Instructions for the task. From the entries provided below, copy each line that contains the word "FATAL".

The records.
============

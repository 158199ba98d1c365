use crate::{AppState, handlers};
use axum::{
    Router,
    routing::{get, post},
};

/// Public Router Module
///
/// The credential entry points. Nothing here requires a token; every handler answers
/// failures without revealing whether an email is registered.
pub fn public_routes() -> Router<AppState> {
    Router::new()
        // POST /auth/register
        // Self-registration onto the default role. Responds 201 with a session token.
        .route("/auth/register", post(handlers::register))
        // POST /auth/login
        .route("/auth/login", post(handlers::login))
        // POST /auth/logout
        // Stateless: the client drops its token.
        .route("/auth/logout", post(handlers::logout))
        // POST /auth/forgot-password
        // Emails a one-hour reset link if the account exists. Same answer either way.
        .route("/auth/forgot-password", post(handlers::forgot_password))
        // POST /auth/reset-password
        .route("/auth/reset-password", post(handlers::reset_password))
        // GET /auth/google, GET /auth/google/callback
        // 404 unless ENABLE_GOOGLE_LOGIN=true.
        .route("/auth/google", get(handlers::google_login))
        .route("/auth/google/callback", get(handlers::google_callback))
}
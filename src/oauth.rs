use reqwest::Url;
use serde::Deserialize;

use crate::{
    config::GoogleOAuthSettings,
    error::{AppError, AppResult},
};

const AUTHORIZE_ENDPOINT: &str = "https://accounts.google.com/o/oauth2/v2/auth";
const TOKEN_ENDPOINT: &str = "https://oauth2.googleapis.com/token";
const USERINFO_ENDPOINT: &str = "https://openidconnect.googleapis.com/v1/userinfo";

/// The parts of a Google account the login flow needs.
#[derive(Debug, Clone, PartialEq)]
pub struct GoogleProfile {
    pub google_id: String,
    pub email: String,
    pub first_name: String,
    pub last_name: String,
}

#[derive(Deserialize)]
struct TokenResponse {
    access_token: String,
}

#[derive(Deserialize)]
struct UserInfo {
    sub: String,
    email: Option<String>,
    given_name: Option<String>,
    family_name: Option<String>,
}

/// GoogleOAuthClient
///
/// Authorization-code flow against Google: builds the consent URL and exchanges the
/// callback code for the user's OpenID profile.
#[derive(Clone)]
pub struct GoogleOAuthClient {
    settings: GoogleOAuthSettings,
    http: reqwest::Client,
}

impl GoogleOAuthClient {
    pub fn new(settings: GoogleOAuthSettings) -> Self {
        Self {
            settings,
            http: reqwest::Client::new(),
        }
    }

    /// The provider consent screen the browser is redirected to.
    pub fn authorize_url(&self) -> AppResult<String> {
        let url = Url::parse_with_params(
            AUTHORIZE_ENDPOINT,
            &[
                ("client_id", self.settings.client_id.as_str()),
                ("redirect_uri", self.settings.callback_url.as_str()),
                ("response_type", "code"),
                ("scope", "openid email profile"),
            ],
        )
        .map_err(|e| AppError::internal(format!("bad google authorize url: {e}")))?;
        Ok(url.into())
    }

    /// Exchanges an authorization `code` and fetches the account profile.
    #[tracing::instrument(name = "google_fetch_profile", skip_all)]
    pub async fn fetch_profile(&self, code: &str) -> AppResult<GoogleProfile> {
        let response = self
            .http
            .post(TOKEN_ENDPOINT)
            .form(&[
                ("code", code),
                ("client_id", self.settings.client_id.as_str()),
                ("client_secret", self.settings.client_secret.as_str()),
                ("redirect_uri", self.settings.callback_url.as_str()),
                ("grant_type", "authorization_code"),
            ])
            .send()
            .await
            .map_err(|e| AppError::internal(format!("google token request failed: {e}")))?;

        if !response.status().is_success() {
            tracing::warn!(status = %response.status(), "google rejected authorization code");
            return Err(AppError::Unauthenticated(
                "Google authentication failed".to_string(),
            ));
        }

        let token = response
            .json::<TokenResponse>()
            .await
            .map_err(|e| AppError::internal(format!("bad google token response: {e}")))?;

        let info = self
            .http
            .get(USERINFO_ENDPOINT)
            .bearer_auth(&token.access_token)
            .send()
            .await
            .and_then(|r| r.error_for_status())
            .map_err(|e| AppError::internal(format!("google userinfo request failed: {e}")))?
            .json::<UserInfo>()
            .await
            .map_err(|e| AppError::internal(format!("bad google userinfo response: {e}")))?;

        let email = info.email.ok_or_else(|| {
            AppError::Unauthenticated("Google account has no email address".to_string())
        })?;

        Ok(GoogleProfile {
            google_id: info.sub,
            email,
            first_name: info.given_name.unwrap_or_default(),
            last_name: info.family_name.unwrap_or_default(),
        })
    }
}
use crate::models::{
    NewRole, NewUser, Permission, Role, RoleChanges, RoleWithPermissions, User, UserChanges,
    UserWithRole,
};
use async_trait::async_trait;
use std::sync::Arc;
use thiserror::Error;
use uuid::Uuid;

mod memory;
mod postgres;

pub use memory::MemoryRepository;
pub use postgres::PostgresRepository;

/// RepositoryError
///
/// Store failures. Uniqueness and foreign-key violations are lifted out of the raw driver
/// error so services can translate them into domain errors.
#[derive(Debug, Error)]
pub enum RepositoryError {
    #[error("database error: {0}")]
    Database(sqlx::Error),

    #[error("migration error: {0}")]
    Migration(#[from] sqlx::migrate::MigrateError),

    /// A unique constraint rejected the write. Holds the constraint name.
    #[error("unique constraint violated: {0}")]
    Conflict(String),

    /// A foreign key rejected the write. Holds the constraint name.
    #[error("foreign key violated: {0}")]
    ForeignKey(String),
}

impl From<sqlx::Error> for RepositoryError {
    fn from(err: sqlx::Error) -> Self {
        if let sqlx::Error::Database(db_err) = &err {
            let constraint = db_err.constraint().unwrap_or("unknown").to_string();
            if db_err.is_unique_violation() {
                return RepositoryError::Conflict(constraint);
            }
            if db_err.is_foreign_key_violation() {
                return RepositoryError::ForeignKey(constraint);
            }
        }
        RepositoryError::Database(err)
    }
}

pub type RepoResult<T> = Result<T, RepositoryError>;

/// Repository Trait
///
/// The credential store contract: users, roles and their permission rows. Handlers and
/// services only ever see `Arc<dyn Repository>`, so Postgres and the in-memory store are
/// interchangeable.
///
/// Role writes (`create_role`, `update_role`, `delete_role`) are atomic: a role is never
/// observable with a partially written permission set.
#[async_trait]
pub trait Repository: Send + Sync {
    // --- Users ---
    async fn get_user(&self, id: Uuid) -> RepoResult<Option<User>>;
    // The user plus its role row (if any). Used by the authentication gate.
    async fn get_user_with_role(&self, id: Uuid) -> RepoResult<Option<UserWithRole>>;
    async fn find_user_by_email(&self, email: &str) -> RepoResult<Option<User>>;
    async fn find_user_by_google_id(&self, google_id: &str) -> RepoResult<Option<User>>;
    async fn list_users(&self) -> RepoResult<Vec<UserWithRole>>;
    async fn create_user(&self, user: NewUser) -> RepoResult<User>;
    // Partial update; `None` fields are left unchanged. Returns `None` if the user is absent.
    async fn update_user(&self, id: Uuid, changes: UserChanges) -> RepoResult<Option<User>>;
    // Returns false if the user is absent.
    async fn set_password_hash(&self, id: Uuid, password_hash: &str) -> RepoResult<bool>;
    async fn delete_user(&self, id: Uuid) -> RepoResult<bool>;
    async fn count_users_with_role(&self, role_id: Uuid) -> RepoResult<i64>;

    // --- Roles & Permissions ---
    async fn get_role(&self, id: Uuid) -> RepoResult<Option<RoleWithPermissions>>;
    async fn find_role_by_name(&self, name: &str) -> RepoResult<Option<Role>>;
    // Oldest role flagged as default, if any.
    async fn find_default_role(&self) -> RepoResult<Option<Role>>;
    async fn list_roles(&self) -> RepoResult<Vec<RoleWithPermissions>>;
    async fn permissions_for_role(&self, role_id: Uuid) -> RepoResult<Vec<Permission>>;
    // Inserts the role and its permissions; clears `is_default` elsewhere when set.
    async fn create_role(&self, role: NewRole) -> RepoResult<RoleWithPermissions>;
    // Applies scalar changes and replaces the whole permission set.
    async fn update_role(
        &self,
        id: Uuid,
        changes: RoleChanges,
    ) -> RepoResult<Option<RoleWithPermissions>>;
    // Removes the permissions, then the role. Returns false if the role is absent.
    async fn delete_role(&self, id: Uuid) -> RepoResult<bool>;
}

/// RepositoryState
///
/// The concrete type used to share the persistence layer across the application state.
pub type RepositoryState = Arc<dyn Repository>;
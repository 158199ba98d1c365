use crate::{
    AppState,
    auth::AuthUser,
    error::{AppError, AppResult, ErrorBody},
    extract::{ApiJson, ApiPath, ApiQuery},
    models::{
        AuthResponse, ChangePasswordRequest, CreateRoleRequest, CreateUserRequest,
        ForgotPasswordRequest, LoginRequest, MessageResponse, RegisterRequest,
        ResetPasswordRequest, RoleWithPermissions, UpdateProfileRequest, UpdateRoleRequest,
        UpdateUserRequest, UserProfile, UserResponse,
    },
};
use axum::{
    Json,
    extract::State,
    http::StatusCode,
    response::Redirect,
};
use serde::Deserialize;
use uuid::Uuid;

/// GoogleCallbackQuery
///
/// Query string Google appends when redirecting back after consent.
#[derive(Deserialize, utoipa::IntoParams)]
pub struct GoogleCallbackQuery {
    /// One-time authorization code to exchange for the user's profile.
    pub code: String,
}

// --- Auth (public) ---

/// register
///
/// [Public Route] Self-registration. The new account gets the default role and a
/// session token straight away.
#[utoipa::path(
    post,
    path = "/api/v1/auth/register",
    request_body = RegisterRequest,
    responses(
        (status = 201, description = "Registered", body = AuthResponse),
        (status = 400, description = "Validation failed or email taken", body = ErrorBody),
        (status = 500, description = "No default role configured", body = ErrorBody)
    ),
    tag = "auth"
)]
pub async fn register(
    State(state): State<AppState>,
    ApiJson(payload): ApiJson<RegisterRequest>,
) -> AppResult<(StatusCode, Json<AuthResponse>)> {
    let session = state.accounts.register(&payload).await?;
    Ok((StatusCode::CREATED, Json(session)))
}

/// login
///
/// [Public Route] Email and password login. Every failure returns the same 401 body.
#[utoipa::path(
    post,
    path = "/api/v1/auth/login",
    request_body = LoginRequest,
    responses(
        (status = 200, description = "Logged in", body = AuthResponse),
        (status = 401, description = "Invalid credentials", body = ErrorBody)
    ),
    tag = "auth"
)]
pub async fn login(
    State(state): State<AppState>,
    ApiJson(payload): ApiJson<LoginRequest>,
) -> AppResult<Json<AuthResponse>> {
    Ok(Json(state.accounts.login(&payload).await?))
}

/// logout
///
/// [Public Route] Tokens are stateless, so there is nothing to revoke; the client
/// discards its token.
#[utoipa::path(
    post,
    path = "/api/v1/auth/logout",
    responses((status = 200, description = "Logged out", body = MessageResponse)),
    tag = "auth"
)]
pub async fn logout() -> Json<MessageResponse> {
    Json(MessageResponse::new("Logged out successfully"))
}

/// forgot_password
///
/// [Public Route] Starts the reset flow. The answer never reveals whether the email is
/// registered.
#[utoipa::path(
    post,
    path = "/api/v1/auth/forgot-password",
    request_body = ForgotPasswordRequest,
    responses((status = 200, description = "Reset requested", body = MessageResponse)),
    tag = "auth"
)]
pub async fn forgot_password(
    State(state): State<AppState>,
    ApiJson(payload): ApiJson<ForgotPasswordRequest>,
) -> AppResult<Json<MessageResponse>> {
    Ok(Json(state.accounts.request_password_reset(&payload).await?))
}

/// reset_password
///
/// [Public Route] Completes the reset flow with the emailed token.
#[utoipa::path(
    post,
    path = "/api/v1/auth/reset-password",
    request_body = ResetPasswordRequest,
    responses(
        (status = 200, description = "Password reset", body = MessageResponse),
        (status = 400, description = "Invalid or expired reset token", body = ErrorBody)
    ),
    tag = "auth"
)]
pub async fn reset_password(
    State(state): State<AppState>,
    ApiJson(payload): ApiJson<ResetPasswordRequest>,
) -> AppResult<Json<MessageResponse>> {
    Ok(Json(state.accounts.reset_password(&payload).await?))
}

/// google_login
///
/// [Public Route] Redirects to Google's consent screen. 404 when Google login is off.
#[utoipa::path(
    get,
    path = "/api/v1/auth/google",
    responses(
        (status = 303, description = "Redirect to Google"),
        (status = 404, description = "Google login disabled", body = ErrorBody)
    ),
    tag = "auth"
)]
pub async fn google_login(State(state): State<AppState>) -> AppResult<Redirect> {
    let google = state.google.as_ref().ok_or(AppError::NotFound("Google login"))?;
    Ok(Redirect::to(&google.authorize_url()?))
}

/// google_callback
///
/// [Public Route] Exchanges the authorization code and signs the Google account in,
/// creating it on first login.
#[utoipa::path(
    get,
    path = "/api/v1/auth/google/callback",
    params(GoogleCallbackQuery),
    responses(
        (status = 200, description = "Logged in", body = AuthResponse),
        (status = 401, description = "Google rejected the code", body = ErrorBody),
        (status = 404, description = "Google login disabled", body = ErrorBody)
    ),
    tag = "auth"
)]
pub async fn google_callback(
    State(state): State<AppState>,
    ApiQuery(query): ApiQuery<GoogleCallbackQuery>,
) -> AppResult<Json<AuthResponse>> {
    let google = state.google.as_ref().ok_or(AppError::NotFound("Google login"))?;
    let profile = google.fetch_profile(&query.code).await?;
    Ok(Json(state.accounts.oauth_login(profile).await?))
}

// --- Profile (authenticated) ---

/// get_profile
///
/// [Authenticated Route] The caller's own account with its role.
#[utoipa::path(
    get,
    path = "/api/v1/profile",
    responses(
        (status = 200, description = "Profile", body = UserProfile),
        (status = 401, description = "Unauthenticated", body = ErrorBody)
    ),
    security(("bearer" = [])),
    tag = "profile"
)]
pub async fn get_profile(AuthUser { user, .. }: AuthUser) -> Json<UserProfile> {
    Json(UserProfile::from(&user))
}

/// update_profile
///
/// [Authenticated Route] Edits the caller's names and email.
#[utoipa::path(
    put,
    path = "/api/v1/profile",
    request_body = UpdateProfileRequest,
    responses(
        (status = 200, description = "Profile updated", body = UserResponse),
        (status = 400, description = "Validation failed or email taken", body = ErrorBody)
    ),
    security(("bearer" = [])),
    tag = "profile"
)]
pub async fn update_profile(
    AuthUser { id, .. }: AuthUser,
    State(state): State<AppState>,
    ApiJson(payload): ApiJson<UpdateProfileRequest>,
) -> AppResult<Json<UserResponse>> {
    Ok(Json(state.accounts.update_profile(id, &payload).await?))
}

/// change_password
///
/// [Authenticated Route] Replaces the caller's password after checking the current one.
#[utoipa::path(
    post,
    path = "/api/v1/profile/change-password",
    request_body = ChangePasswordRequest,
    responses(
        (status = 200, description = "Password changed", body = MessageResponse),
        (status = 400, description = "Current password is incorrect", body = ErrorBody),
        (status = 404, description = "User no longer exists", body = ErrorBody)
    ),
    security(("bearer" = [])),
    tag = "profile"
)]
pub async fn change_password(
    AuthUser { id, .. }: AuthUser,
    State(state): State<AppState>,
    ApiJson(payload): ApiJson<ChangePasswordRequest>,
) -> AppResult<Json<MessageResponse>> {
    Ok(Json(state.accounts.change_password(id, &payload).await?))
}

// --- Roles (permission module "roles") ---

/// list_roles
///
/// [Guarded: roles/read] All roles with their permission sets.
#[utoipa::path(
    get,
    path = "/api/v1/roles",
    responses(
        (status = 200, description = "Roles", body = [RoleWithPermissions]),
        (status = 403, description = "Permission denied", body = ErrorBody)
    ),
    security(("bearer" = [])),
    tag = "roles"
)]
pub async fn list_roles(State(state): State<AppState>) -> AppResult<Json<Vec<RoleWithPermissions>>> {
    Ok(Json(state.roles.list().await?))
}

/// get_role
///
/// [Guarded: roles/read]
#[utoipa::path(
    get,
    path = "/api/v1/roles/{id}",
    params(("id" = Uuid, Path, description = "Role id")),
    responses(
        (status = 200, description = "Role", body = RoleWithPermissions),
        (status = 404, description = "Role not found", body = ErrorBody)
    ),
    security(("bearer" = [])),
    tag = "roles"
)]
pub async fn get_role(
    State(state): State<AppState>,
    ApiPath(id): ApiPath<Uuid>,
) -> AppResult<Json<RoleWithPermissions>> {
    Ok(Json(state.roles.get(id).await?))
}

/// create_role
///
/// [Guarded: roles/create] Creates a role and its permission set in one unit.
#[utoipa::path(
    post,
    path = "/api/v1/roles",
    request_body = CreateRoleRequest,
    responses(
        (status = 201, description = "Role created", body = RoleWithPermissions),
        (status = 400, description = "Validation failed or name taken", body = ErrorBody)
    ),
    security(("bearer" = [])),
    tag = "roles"
)]
pub async fn create_role(
    State(state): State<AppState>,
    ApiJson(payload): ApiJson<CreateRoleRequest>,
) -> AppResult<(StatusCode, Json<RoleWithPermissions>)> {
    let role = state.roles.create(&payload).await?;
    Ok((StatusCode::CREATED, Json(role)))
}

/// update_role
///
/// [Guarded: roles/update] The submitted permission list replaces the stored one.
#[utoipa::path(
    put,
    path = "/api/v1/roles/{id}",
    params(("id" = Uuid, Path, description = "Role id")),
    request_body = UpdateRoleRequest,
    responses(
        (status = 200, description = "Role updated", body = RoleWithPermissions),
        (status = 400, description = "Validation failed or name taken", body = ErrorBody),
        (status = 404, description = "Role not found", body = ErrorBody)
    ),
    security(("bearer" = [])),
    tag = "roles"
)]
pub async fn update_role(
    State(state): State<AppState>,
    ApiPath(id): ApiPath<Uuid>,
    ApiJson(payload): ApiJson<UpdateRoleRequest>,
) -> AppResult<Json<RoleWithPermissions>> {
    Ok(Json(state.roles.update(id, &payload).await?))
}

/// delete_role
///
/// [Guarded: roles/delete] Refused while any user is assigned the role.
#[utoipa::path(
    delete,
    path = "/api/v1/roles/{id}",
    params(("id" = Uuid, Path, description = "Role id")),
    responses(
        (status = 204, description = "Deleted"),
        (status = 400, description = "Role is assigned to users", body = ErrorBody),
        (status = 404, description = "Role not found", body = ErrorBody)
    ),
    security(("bearer" = [])),
    tag = "roles"
)]
pub async fn delete_role(
    State(state): State<AppState>,
    ApiPath(id): ApiPath<Uuid>,
) -> AppResult<StatusCode> {
    state.roles.delete(id).await?;
    Ok(StatusCode::NO_CONTENT)
}

// --- Users (permission module "users") ---

/// list_users
///
/// [Guarded: users/read]
#[utoipa::path(
    get,
    path = "/api/v1/users",
    responses((status = 200, description = "Users", body = [UserProfile])),
    security(("bearer" = [])),
    tag = "users"
)]
pub async fn list_users(State(state): State<AppState>) -> AppResult<Json<Vec<UserProfile>>> {
    Ok(Json(state.users.list().await?))
}

/// get_user
///
/// [Guarded: users/read]
#[utoipa::path(
    get,
    path = "/api/v1/users/{id}",
    params(("id" = Uuid, Path, description = "User id")),
    responses(
        (status = 200, description = "User", body = UserProfile),
        (status = 404, description = "User not found", body = ErrorBody)
    ),
    security(("bearer" = [])),
    tag = "users"
)]
pub async fn get_user(
    State(state): State<AppState>,
    ApiPath(id): ApiPath<Uuid>,
) -> AppResult<Json<UserProfile>> {
    Ok(Json(state.users.get(id).await?))
}

/// create_user
///
/// [Guarded: users/create] Creates an account on an explicit role.
#[utoipa::path(
    post,
    path = "/api/v1/users",
    request_body = CreateUserRequest,
    responses(
        (status = 201, description = "User created", body = UserResponse),
        (status = 400, description = "Validation failed or email taken", body = ErrorBody),
        (status = 404, description = "Role not found", body = ErrorBody)
    ),
    security(("bearer" = [])),
    tag = "users"
)]
pub async fn create_user(
    State(state): State<AppState>,
    ApiJson(payload): ApiJson<CreateUserRequest>,
) -> AppResult<(StatusCode, Json<UserResponse>)> {
    let user = state.users.create(&payload).await?;
    Ok((
        StatusCode::CREATED,
        Json(UserResponse {
            message: "User created successfully".to_string(),
            user,
        }),
    ))
}

/// update_user
///
/// [Guarded: users/update] Names, email, active flag and role reassignment.
#[utoipa::path(
    put,
    path = "/api/v1/users/{id}",
    params(("id" = Uuid, Path, description = "User id")),
    request_body = UpdateUserRequest,
    responses(
        (status = 200, description = "User updated", body = UserResponse),
        (status = 404, description = "User or role not found", body = ErrorBody)
    ),
    security(("bearer" = [])),
    tag = "users"
)]
pub async fn update_user(
    State(state): State<AppState>,
    ApiPath(id): ApiPath<Uuid>,
    ApiJson(payload): ApiJson<UpdateUserRequest>,
) -> AppResult<Json<UserResponse>> {
    let user = state.users.update(id, &payload).await?;
    Ok(Json(UserResponse {
        message: "User updated successfully".to_string(),
        user,
    }))
}

/// delete_user
///
/// [Guarded: users/delete]
#[utoipa::path(
    delete,
    path = "/api/v1/users/{id}",
    params(("id" = Uuid, Path, description = "User id")),
    responses(
        (status = 204, description = "Deleted"),
        (status = 404, description = "User not found", body = ErrorBody)
    ),
    security(("bearer" = [])),
    tag = "users"
)]
pub async fn delete_user(
    State(state): State<AppState>,
    ApiPath(id): ApiPath<Uuid>,
) -> AppResult<StatusCode> {
    state.users.delete(id).await?;
    Ok(StatusCode::NO_CONTENT)
}
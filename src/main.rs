use rbac_admin::{
    AppState,
    config::{AppConfig, Env},
    create_router,
    mailer::{LogMailer, MailerState, SmtpMailer},
    repository::{PostgresRepository, RepositoryState},
    seed,
};
use sqlx::postgres::PgPoolOptions;
use std::sync::Arc;
use tokio::net::TcpListener;
use tracing_subscriber::{layer::SubscriberExt, util::SubscriberInitExt};

/// main
///
/// Entry point: configuration, logging, database and migrations, seed, mail delivery,
/// then the HTTP server.
#[tokio::main]
async fn main() {
    // 1. Configuration & Environment Loading (Fail-Fast)
    dotenv::dotenv().ok();
    let config = AppConfig::load();

    // 2. Logging Filter Setup
    // RUST_LOG wins; otherwise verbose for this crate, request summaries from tower_http.
    let env_filter = tracing_subscriber::EnvFilter::try_from_default_env()
        .unwrap_or_else(|_| "rbac_admin=debug,tower_http=info".into());

    // 3. Logging format follows the environment: pretty locally, JSON in production.
    match config.env {
        Env::Local => {
            tracing_subscriber::registry()
                .with(env_filter)
                .with(tracing_subscriber::fmt::layer().pretty())
                .init();
        }
        Env::Production => {
            tracing_subscriber::registry()
                .with(env_filter)
                .with(tracing_subscriber::fmt::layer().json())
                .init();
        }
    }

    tracing::info!("Application starting in {:?} mode", config.env);

    // 4. Database Initialization (Postgres) and schema migrations.
    let pool = PgPoolOptions::new()
        .max_connections(config.db_max_connections)
        .connect(&config.db_url)
        .await
        .expect("FATAL: Failed to connect to Postgres. Check DATABASE_URL.");

    let postgres = PostgresRepository::new(pool);
    postgres
        .migrate()
        .await
        .expect("FATAL: Failed to apply database migrations.");

    let repo = Arc::new(postgres) as RepositoryState;

    // 5. Bootstrap roles and the optional first administrator.
    seed::seed(&repo, config.seed_admin.as_ref(), config.bcrypt_cost)
        .await
        .expect("FATAL: Failed to seed roles.");

    // 6. Outbound mail: SMTP when configured, otherwise log-only.
    let mailer: MailerState = match &config.smtp {
        Some(settings) => Arc::new(
            SmtpMailer::new(settings).expect("FATAL: Invalid SMTP configuration."),
        ),
        None => {
            tracing::warn!("SMTP_HOST not set; outgoing email will only be logged");
            Arc::new(LogMailer)
        }
    };

    if config.google.is_some() {
        tracing::info!("Google login enabled");
    }

    // 7. Unified State Assembly and Server Startup
    let bind_addr = config.bind_addr.clone();
    let app = create_router(AppState::new(repo, mailer, config));

    let listener = TcpListener::bind(&bind_addr)
        .await
        .expect("FATAL: Failed to bind the HTTP listener.");

    tracing::info!("Listening on {}", bind_addr);
    tracing::info!("API Documentation (Swagger UI) available at: http://{}/swagger-ui", bind_addr);

    if let Err(e) = axum::serve(listener, app).await {
        tracing::error!(error = %e, "HTTP server terminated");
    }
}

============

Exercise output.
        .expect("FATAL: Failed to connect to Postgres. Check DATABASE_URL.");
        .expect("FATAL: Failed to apply database migrations.");
        .expect("FATAL: Failed to seed roles.");
            SmtpMailer::new(settings).expect("FATAL: Invalid SMTP configuration."),
        .expect("FATAL: Failed to bind the HTTP listener.");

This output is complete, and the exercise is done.